A eulogy for Karen

I was, in the way children count age, 2 years and 3 months old when Karen was born so I always used to tell her I knew her when she was born.  That wasn’t really true as I don’t remember the event although I have a memory of her older brother showing her to me.  And maybe that isn’t a true memory but something that one of our mothers told us when we were older.  In any event she was my oldest girlfriend.  Our mothers were best friends from college and so we grew up together – like having two Moms and two Dads.  In fact, her parents introduced my parents, but that is another story.

When we were young, we lived pretty close to each other and spent a lot of time playing together.  But at least once I must have gone off to do something with her brother and another friend and told her she couldn’t come because she was too young.  I don’t remember the incident but she never forgot it!  When we got older and her family moved to California, we started writing letters between occasional visits.  We wrote through high school and college maybe not regularly but several times a year.  The only time I remember losing touch a little was after she got married, but that separation didn’t last long.  We would also talk on the phone when one of us could afford the long distance call (Yes, it used to cost money.) or had something really important to convey.

By the mid 1990s, long distance became much less expensive and we began monthly calls.  I had a bad habit of forgetting the time difference between east and west coast and, more than once, called too early.  She tolerated my early wake-ups.  We talked though her return to college to get her degree and then her Master’s.  She talked me through my dissertation.  We talked about her divorce and my marriage.  We talked about her son’s marriage and our grandchildren.  We discussed the tribulations of being adjunct faculty. We talked politics and family and baseball.  And we always remembered each other’s birthdays with cards.

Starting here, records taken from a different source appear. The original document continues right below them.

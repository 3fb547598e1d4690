use std::fmt::{Display, Formatter};

use uuid::Uuid;

/// The Bluetooth base UUID, `00000000-0000-1000-8000-00805F9B34FB`. Short
/// (16 and 32 bit) assigned numbers are offsets into it.
pub const BASE_UUID: u128 = 0x00000000_0000_1000_8000_00805F9B34FB;

/// Expands a 16-bit assigned number into its full 128-bit UUID.
pub const fn uuid_from_u16(short: u16) -> Uuid {
    uuid_from_u32(short as u32)
}

/// Expands a 32-bit assigned number into its full 128-bit UUID.
pub const fn uuid_from_u32(short: u32) -> Uuid {
    Uuid::from_u128(((short as u128) << 96) | BASE_UUID)
}

/// Identifies one attribute instance. The same UUID may occur more than once
/// in a peripheral's attribute table, so the instance discriminator is part
/// of the key.
#[derive(Debug, Copy, Clone, Eq, PartialEq, Hash)]
pub struct CompositeId {
    pub uuid: Uuid,
    pub instance: u32,
}

impl CompositeId {
    pub const fn new(uuid: Uuid, instance: u32) -> Self {
        CompositeId { uuid, instance }
    }
}

impl Display for CompositeId {
    fn fmt(&self, f: &mut Formatter<'_>) -> std::fmt::Result {
        write!(f, "{}#{}", self.uuid, self.instance)
    }
}

/// Identity of a scheduled operation. Only used to tell operations apart in
/// logs and for equality; never matched against transport events.
#[derive(Debug, Copy, Clone, Eq, PartialEq, Hash)]
pub struct OperationId(Uuid);

impl OperationId {
    pub fn new() -> Self {
        OperationId(Uuid::new_v4())
    }
}

impl Default for OperationId {
    fn default() -> Self {
        Self::new()
    }
}

impl Display for OperationId {
    fn fmt(&self, f: &mut Formatter<'_>) -> std::fmt::Result {
        // the first group is plenty to tell operations apart in a log
        let simple = self.0.simple().to_string();
        write!(f, "{}", &simple[..8])
    }
}
use std::sync::Arc;

use bytes::Bytes;
use futures::future::BoxFuture;
use futures::FutureExt;

use crate::gatt::Characteristic;
use crate::ops::{refused, Emitter, Operation, OperationKind};
use crate::result::Result;
use crate::session::Session;

pub(crate) struct ReadCharacteristic {
    session: Arc<Session>,
    characteristic: Characteristic,
}

impl ReadCharacteristic {
    pub fn new(session: Arc<Session>, characteristic: Characteristic) -> Self {
        ReadCharacteristic {
            session,
            characteristic,
        }
    }

    async fn run(&self) -> Result<Bytes> {
        let id = self.characteristic.id();
        let mut reads = self.session.hub().characteristic_read();

        self.session
            .link()?
            .read_characteristic(&self.characteristic)
            .map_err(|error| refused(OperationKind::ReadCharacteristic, error))?;

        let (_, value) = reads.recv_matching(|(key, _)| *key == id).await?;
        Ok(value)
    }
}

impl Operation for ReadCharacteristic {
    type Output = Bytes;

    fn kind(&self) -> OperationKind {
        OperationKind::ReadCharacteristic
    }

    fn execute(self, emitter: Emitter<Bytes>) -> BoxFuture<'static, ()> {
        async move { emitter.finish(self.run().await) }.boxed()
    }
}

I think it was in 2010 when I realized that something was wrong.  She repeated herself a lot and barely let me say anything.  It was the first time I had to make excuses to get off the phone or she would have continued to talk.  And then I didn’t get a card for my birthday.  I found out from her brother that she had been diagnosed with a form of dementia and was going into a group living situation.   She moved into an assisted living facility where she died at the end of last month.

I’m sad to say that I never made it out to see her after she got sick and that I didn’t send her cards and pictures as often as I should have.  I appreciated all the reports from her family and friends on her special page on Facebook.  But I never forgot her and miss our phone calls to this day.  Just before I learned of her death, I was thinking how much she would appreciate all the snow around our house.

I won’t be at her memorial tomorrow, but I wanted to write a eulogy anyway.  I think she would appreciate it.